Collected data
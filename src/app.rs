use std::sync::Arc;

use axum::{
    http::{HeaderValue, Method},
    routing::get,
    Router,
};
use tower_http::{
    cors::{Any, CorsLayer},
    trace::TraceLayer,
};

use crate::auth::IdentityProvider;
use crate::config::AppConfig;
use crate::database::repository::PostStore;
use crate::handlers;
use crate::services::PostService;

/// Per-process collaborators handed to every request. Cloning is cheap.
#[derive(Clone)]
pub struct AppState {
    pub posts: PostService,
    pub identity: Arc<dyn IdentityProvider>,
}

impl AppState {
    pub fn new(store: Arc<dyn PostStore>, identity: Arc<dyn IdentityProvider>, config: &AppConfig) -> Self {
        Self {
            posts: PostService::new(store).with_update_ownership(config.security.enforce_update_ownership),
            identity,
        }
    }
}

pub fn app(state: AppState, config: &AppConfig) -> Router {
    let mut router = Router::new()
        // Public
        .route("/", get(handlers::root))
        .route("/health", get(handlers::health))
        .merge(post_routes())
        .with_state(state);

    // Global middleware
    if config.security.enable_cors {
        router = router.layer(cors_layer(&config.security.cors_origins));
    }
    if config.api.enable_request_logging {
        router = router.layer(TraceLayer::new_for_http());
    }
    router
}

fn post_routes() -> Router<AppState> {
    Router::new()
        .route(
            "/posts/",
            get(handlers::list_posts).post(handlers::create_post),
        )
        .route(
            "/posts",
            get(handlers::list_posts).post(handlers::create_post),
        )
        .route(
            "/posts/:id",
            get(handlers::get_post)
                .put(handlers::update_post)
                .delete(handlers::delete_post),
        )
}

fn cors_layer(origins: &[String]) -> CorsLayer {
    let origins: Vec<HeaderValue> = origins.iter().filter_map(|o| o.parse().ok()).collect();

    CorsLayer::new()
        .allow_origin(origins)
        .allow_methods([Method::GET, Method::POST, Method::PUT, Method::DELETE])
        .allow_headers(Any)
}
// HTTP API Error Types
use axum::{
    extract::rejection::{JsonRejection, PathRejection, QueryRejection},
    http::{header, StatusCode},
    response::IntoResponse,
    Json,
};
use serde_json::{json, Value};

use crate::auth::JwtError;
use crate::database::manager::DatabaseError;
use crate::services::PostError;

/// HTTP API error with appropriate status codes and client-friendly messages
#[derive(Debug)]
pub enum ApiError {
    // 400 Bad Request
    BadRequest(String),

    // 401 Unauthorized
    Unauthorized(String),

    // 403 Forbidden
    Forbidden(String),

    // 404 Not Found
    NotFound(String),

    // 422 Unprocessable Entity
    UnprocessableEntity(String),

    // 500 Internal Server Error
    InternalServerError(String),

    // 503 Service Unavailable
    ServiceUnavailable(String),
}

impl ApiError {
    /// Get HTTP status code
    pub fn status_code(&self) -> StatusCode {
        match self {
            ApiError::BadRequest(_) => StatusCode::BAD_REQUEST,
            ApiError::Unauthorized(_) => StatusCode::UNAUTHORIZED,
            ApiError::Forbidden(_) => StatusCode::FORBIDDEN,
            ApiError::NotFound(_) => StatusCode::NOT_FOUND,
            ApiError::UnprocessableEntity(_) => StatusCode::UNPROCESSABLE_ENTITY,
            ApiError::InternalServerError(_) => StatusCode::INTERNAL_SERVER_ERROR,
            ApiError::ServiceUnavailable(_) => StatusCode::SERVICE_UNAVAILABLE,
        }
    }

    /// Get client-safe error message
    pub fn message(&self) -> &str {
        match self {
            ApiError::BadRequest(msg) => msg,
            ApiError::Unauthorized(msg) => msg,
            ApiError::Forbidden(msg) => msg,
            ApiError::NotFound(msg) => msg,
            ApiError::UnprocessableEntity(msg) => msg,
            ApiError::InternalServerError(msg) => msg,
            ApiError::ServiceUnavailable(msg) => msg,
        }
    }

    /// Convert to JSON response body
    pub fn to_json(&self) -> Value {
        json!({ "detail": self.message() })
    }
}

// Static constructor methods
impl ApiError {
    pub fn bad_request(message: impl Into<String>) -> Self {
        ApiError::BadRequest(message.into())
    }

    pub fn unauthorized(message: impl Into<String>) -> Self {
        ApiError::Unauthorized(message.into())
    }

    pub fn forbidden(message: impl Into<String>) -> Self {
        ApiError::Forbidden(message.into())
    }

    pub fn not_found(message: impl Into<String>) -> Self {
        ApiError::NotFound(message.into())
    }

    pub fn unprocessable_entity(message: impl Into<String>) -> Self {
        ApiError::UnprocessableEntity(message.into())
    }

    pub fn internal_server_error(message: impl Into<String>) -> Self {
        ApiError::InternalServerError(message.into())
    }

    pub fn service_unavailable(message: impl Into<String>) -> Self {
        ApiError::ServiceUnavailable(message.into())
    }
}

// Convert other error types to ApiError
impl From<DatabaseError> for ApiError {
    fn from(err: DatabaseError) -> Self {
        if err.is_unavailable() {
            tracing::error!("Database unavailable: {}", err);
            return ApiError::service_unavailable("Database temporarily unavailable");
        }
        match err {
            DatabaseError::Sqlx(sqlx_err) => {
                // Log the real error but return generic message
                tracing::error!("SQLx error: {}", sqlx_err);
                ApiError::internal_server_error("Database error occurred")
            }
            other => {
                tracing::error!("Database error: {}", other);
                ApiError::internal_server_error("An error occurred while processing your request")
            }
        }
    }
}

impl From<PostError> for ApiError {
    fn from(err: PostError) -> Self {
        let message = err.to_string();
        match err {
            PostError::NotFound(_) => ApiError::not_found(message),
            PostError::Forbidden => ApiError::forbidden(message),
            PostError::Database(db) => db.into(),
        }
    }
}

impl From<JwtError> for ApiError {
    fn from(err: JwtError) -> Self {
        match err {
            JwtError::InvalidSecret => {
                tracing::error!("Rejecting credentials: JWT secret not configured");
            }
            ref other => {
                tracing::warn!("Rejecting credentials: {}", other);
            }
        }
        ApiError::unauthorized("Could not validate credentials")
    }
}

// Extractor rejections keep the same `detail` body as domain errors
impl From<JsonRejection> for ApiError {
    fn from(rejection: JsonRejection) -> Self {
        match rejection {
            JsonRejection::JsonDataError(e) => ApiError::unprocessable_entity(e.body_text()),
            other => ApiError::bad_request(other.body_text()),
        }
    }
}

impl From<QueryRejection> for ApiError {
    fn from(rejection: QueryRejection) -> Self {
        ApiError::bad_request(rejection.body_text())
    }
}

impl From<PathRejection> for ApiError {
    fn from(rejection: PathRejection) -> Self {
        ApiError::bad_request(rejection.body_text())
    }
}

// Standard error trait implementations
impl std::fmt::Display for ApiError {
    fn fmt(&self, f: &mut std::fmt::Formatter<'_>) -> std::fmt::Result {
        write!(f, "{}", self.message())
    }
}

impl std::error::Error for ApiError {}

// Automatic HTTP response conversion for Axum
impl IntoResponse for ApiError {
    fn into_response(self) -> axum::response::Response {
        let status = self.status_code();
        let body = Json(self.to_json());
        if status == StatusCode::UNAUTHORIZED {
            return (status, [(header::WWW_AUTHENTICATE, "Bearer")], body).into_response();
        }
        (status, body).into_response()
    }
}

Task details ▸
What is needed is an exact copy of the lines above, from the one containing "#[derive(Clone)]" through the one containing "use crate::auth::JwtError;", with nothing added.

Solution below ▸
#[derive(Clone)]
pub struct AppState {
    pub posts: PostService,
    pub identity: Arc<dyn IdentityProvider>,
}

impl AppState {
    pub fn new(store: Arc<dyn PostStore>, identity: Arc<dyn IdentityProvider>, config: &AppConfig) -> Self {
        Self {
            posts: PostService::new(store).with_update_ownership(config.security.enforce_update_ownership),
            identity,
        }
    }
}

pub fn app(state: AppState, config: &AppConfig) -> Router {
    let mut router = Router::new()
        // Public
        .route("/", get(handlers::root))
        .route("/health", get(handlers::health))
        .merge(post_routes())
        .with_state(state);

    // Global middleware
    if config.security.enable_cors {
        router = router.layer(cors_layer(&config.security.cors_origins));
    }
    if config.api.enable_request_logging {
        router = router.layer(TraceLayer::new_for_http());
    }
    router
}

fn post_routes() -> Router<AppState> {
    Router::new()
        .route(
            "/posts/",
            get(handlers::list_posts).post(handlers::create_post),
        )
        .route(
            "/posts",
            get(handlers::list_posts).post(handlers::create_post),
        )
        .route(
            "/posts/:id",
            get(handlers::get_post)
                .put(handlers::update_post)
                .delete(handlers::delete_post),
        )
}

fn cors_layer(origins: &[String]) -> CorsLayer {
    let origins: Vec<HeaderValue> = origins.iter().filter_map(|o| o.parse().ok()).collect();

    CorsLayer::new()
        .allow_origin(origins)
        .allow_methods([Method::GET, Method::POST, Method::PUT, Method::DELETE])
        .allow_headers(Any)
}
// HTTP API Error Types
use axum::{
    extract::rejection::{JsonRejection, PathRejection, QueryRejection},
    http::{header, StatusCode},
    response::IntoResponse,
    Json,
};
use serde_json::{json, Value};

use crate::auth::JwtError;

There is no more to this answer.